Our DIS business currently operates in 20 states. In 2010, DIS operated 73 nuclear gamma cameras and 62 ultrasound imaging systems, compared to 75 nuclear gamma cameras and 62 ultrasound imaging systems in 2009. We are seeking to improve our overall profitability through more efficient utilization of our fleet of gamma cameras and ultrasound equipment. We measure efficiency by tracking system utilization, which is measured based on the percentage of days that our nuclear gamma cameras and ultrasound equipment are used to deliver services to customers out of the total number of days that they are available to deliver such services. System utilization decreased to 62% in 2010, compared to 64% for 2009, primarily due to fewer scan days.

Results of Operations

The following table sets forth our results from operations expressed as percentages of revenues for the three months ended March 31, 2010 and 2009:

 

     Three months ended March 31,  
     2010     2009  

Revenues:

    

DIS

   71.2   78.2

Product

   28.8      21.8   
            

Total revenues

   100.0      100.0   

Total cost of revenues

   77.6      71.2   
            

Gross profit

   22.4      28.8   

Operating expenses:

    

Research and development

   4.8      4.4   

Marketing and sales

   10.8      9.6   

General and administrative

   15.0      13.5   

Amortization of intangible assets

   0.9      1.0   

Restructuring loss

   —        0.8   
            

Total operating expenses

   31.5      29.3   
            

Loss from operations

   (9.1   (0.5

Other income

   0.9      0.7   
            

Net income (loss)

   (8.2 )%    0.2
            

Comparison of Three Months Ended March 31, 2010 and 2009

Revenues

Consolidated. Consolidated revenue was $15.1 million for 2010, which represents a decrease of $2.6 million, or 14.9%, compared to the prior year quarter, as a result of lower DIS revenues. DIS revenue accounted for 71.2% of total revenues for 2010, compared to 78.2% for 2009. We expect DIS revenue to continue to represent the larger percentage of our consolidated revenue in future periods.

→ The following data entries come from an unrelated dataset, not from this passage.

//! Structural equality across representations.
//!
//! A single-node composite chain and the function it wraps are the same function, so both
//! sides are normalized with [`Function::normalized`] before the variants are compared.
//! The rule applies at every depth of the tree.
use crate::symbolic::composite::CompositeChain;
use crate::symbolic::function::Function;
use crate::symbolic::operations::{Addition, Multiplication, Subtraction};

impl PartialEq for Function {
    fn eq(&self, other: &Function) -> bool {
        match (self.normalized(), other.normalized()) {
            (Function::PolyTerm(a), Function::PolyTerm(b)) => a == b,
            (Function::Exponential(a), Function::Exponential(b)) => a == b,
            (Function::Logarithm(a), Function::Logarithm(b)) => a == b,
            (Function::Addition(a), Function::Addition(b)) => a == b,
            (Function::Multiplication(a), Function::Multiplication(b)) => a == b,
            (Function::Subtraction(a), Function::Subtraction(b)) => a == b,
            (Function::CompositeChain(a), Function::CompositeChain(b)) => a == b,
            _ => false,
        }
    }
}

impl PartialEq for Addition {
    fn eq(&self, other: &Addition) -> bool {
        self.operands() == other.operands()
    }
}

impl PartialEq for Multiplication {
    fn eq(&self, other: &Multiplication) -> bool {
        self.operands() == other.operands()
    }
}

impl PartialEq for Subtraction {
    fn eq(&self, other: &Subtraction) -> bool {
        self.minuend() == other.minuend() && self.subtrahend() == other.subtrahend()
    }
}

impl PartialEq for CompositeChain {
    /// Node by node. A single-node chain also equals a chain of one node wrapping the same
    /// function in another single-node chain.
    fn eq(&self, other: &CompositeChain) -> bool {
        match (self.single(), other.single()) {
            (Some(a), Some(b)) => a == b,
            _ => self.len() == other.len() && self.iter().zip(other.iter()).all(|(a, b)| a == b),
        }
    }
}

DIS. Our DIS revenue was $10.7 million for 2010, which represents a decrease of $3.1 million, or 22.6%, compared to the prior year quarter. The decrease resulted from our physician’s initial reaction to the decline in nuclear reimbursements along with their uncertainty over the potential changes in healthcare reform, combined with severe winter weather in January and February 2010, which reduced the number of revenue-able service days. We also experienced decreases in radiopharmaceutical supplies in the first quarter, which negatively affected our revenues. With the passage of the recent healthcare reform legislation, the deferment of the sustainable growth rate and the expected increase in radiopharmaceutical supplies by summer, we are working with our current and new physician customers to engage or re-engage our services and we expect revenues to increase for the remainder of the year.

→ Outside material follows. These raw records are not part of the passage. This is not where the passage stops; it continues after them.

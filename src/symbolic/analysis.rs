//! # Analysis on top of the symbolic engine
//!
//! Extends [`Function`] with the tools that make derivatives useful in practice:
//! - `nth_derivative(n)` - repeated differentiation
//! - `evaluate_many()`, `compute_on_linspace()` - evaluation over a grid of points, in
//!   parallel above a configurable size
//! - `compute_par()` - evaluation that fans sibling operands of sums, products and
//!   differences out on the rayon thread pool
//! - `compare_num()` - validation of the analytical derivative against a central finite
//!   difference
//! - `taylor_polynomial()` - Taylor expansion around a point, built from polynomial terms
//!   and composite chains
use crate::Utils::settings::{EvalSettings, ValidationSettings};
use crate::symbolic::errors::DomainError;
use crate::symbolic::function::{Differentiable, Function};
use crate::symbolic::operations::Addition;
use crate::symbolic::primitives::PolyTerm;
use crate::symbolic::utils::{linspace, norm, try_numerical_derivative};
use log::{debug, info, warn};
use rayon::prelude::*;

impl Function {
    /// Differentiates `n` times; `n == 0` returns a copy of the function.
    pub fn nth_derivative(&self, n: usize) -> Function {
        debug!("computing derivative of order {} of {}", n, self);
        (0..n).fold(self.clone(), |f, _| f.differentiate())
    }

    /// Evaluates the function like `compute`, evaluating the operands of sums, products and
    /// differences concurrently. Evaluation only reads the tree, so no locking is needed.
    pub fn compute_par(&self, x: f64) -> Result<f64, DomainError> {
        match self {
            Function::Addition(sum) => sum
                .operands()
                .par_iter()
                .map(|f| f.compute_par(x))
                .try_reduce(|| 0.0, |a, b| Ok(a + b)),
            Function::Multiplication(product) => product
                .operands()
                .par_iter()
                .map(|f| f.compute_par(x))
                .try_reduce(|| 1.0, |a, b| Ok(a * b)),
            Function::Subtraction(difference) => {
                let (fx, gx) = rayon::join(
                    || difference.minuend().compute_par(x),
                    || difference.subtrahend().compute_par(x),
                );
                Ok(fx? - gx?)
            }
            other => other.compute(x),
        }
    }

    /// Evaluates the function at every point of `xs`, in parallel once there are at least
    /// `settings.parallel_threshold` points.
    pub fn evaluate_many(
        &self,
        xs: &[f64],
        settings: &EvalSettings,
    ) -> Result<Vec<f64>, DomainError> {
        if xs.len() >= settings.parallel_threshold {
            xs.par_iter().map(|&x| self.compute(x)).collect()
        } else {
            xs.iter().map(|&x| self.compute(x)).collect()
        }
    }

    /// Evaluates the function on `num_values` evenly spaced points from `start` to `end`.
    pub fn compute_on_linspace(
        &self,
        start: f64,
        end: f64,
        num_values: usize,
        settings: &EvalSettings,
    ) -> Result<Vec<f64>, DomainError> {
        self.evaluate_many(&linspace(start, end, num_values), settings)
    }

    /// Compares the analytical derivative with a central finite difference on
    /// `settings.samples` points between `start` and `end`.
    ///
    /// # Returns
    /// `(norm, passed)`: the scaled norm of the difference between both derivatives, and
    /// whether it is below `settings.tolerance`.
    pub fn compare_num(
        &self,
        start: f64,
        end: f64,
        settings: &ValidationSettings,
    ) -> Result<(f64, bool), DomainError> {
        let domain = linspace(start, end, settings.samples);
        let analytical = self.differentiate();
        let analytical_values = domain
            .iter()
            .map(|&x| analytical.compute(x))
            .collect::<Result<Vec<f64>, DomainError>>()?;
        let numerical_values = try_numerical_derivative(|x| self.compute(x), &domain, settings.step)?;
        let norm_value = norm(&analytical_values, &numerical_values);
        let passed = norm_value < settings.tolerance;
        if passed {
            info!("derivative of {} matches finite differences, norm = {:e}", self, norm_value);
        } else {
            warn!(
                "derivative of {} deviates from finite differences, norm = {:e} > {:e}",
                self, norm_value, settings.tolerance
            );
        }
        Ok((norm_value, passed))
    }

    /// Taylor polynomial of the given order around `a`:
    /// sum over n of f^(n)(a) / n! * (x - a)^n.
    ///
    /// Around 0 the terms are plain polynomial terms, elsewhere each term is the chain
    /// `c_n * (x - a)^n`. Fails when a derivative is undefined at `a`.
    pub fn taylor_polynomial(&self, a: f64, order: usize) -> Result<Function, DomainError> {
        let mut terms: Vec<Function> = Vec::with_capacity(order + 1);
        let mut derivative = self.clone();
        let mut factorial = 1.0;
        for n in 0..=order {
            if n > 0 {
                derivative = derivative.differentiate();
                factorial *= n as f64;
            }
            let term = PolyTerm::new(derivative.compute(a)? / factorial, n as f64);
            if a == 0.0 {
                terms.push(term.into());
            } else {
                let shifted =
                    Function::from(PolyTerm::identity()) + Function::from(PolyTerm::constant(-a));
                terms.push(Function::compose(term.into(), shifted));
            }
        }
        info!("Taylor polynomial of {} around {} up to order {}", self, a, order);
        Ok(Addition::new(terms).into())
    }
}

Product. Our Product revenue was $4.4 million for 2010, which represents an increase of $0.5 million, or 12.6%, compared to the prior year quarter. The increase in revenue resulted from the same number of gamma camera sales this year as last year; however, we experienced an increase in the average sales prices as our product sales mix was represented by a larger percentage of our new Cardius® X-ACT imaging cameras. We believe that the increase in our new gamma camera is a result of our new technology and the beginning of our efforts to penetrate the hospital marketplace.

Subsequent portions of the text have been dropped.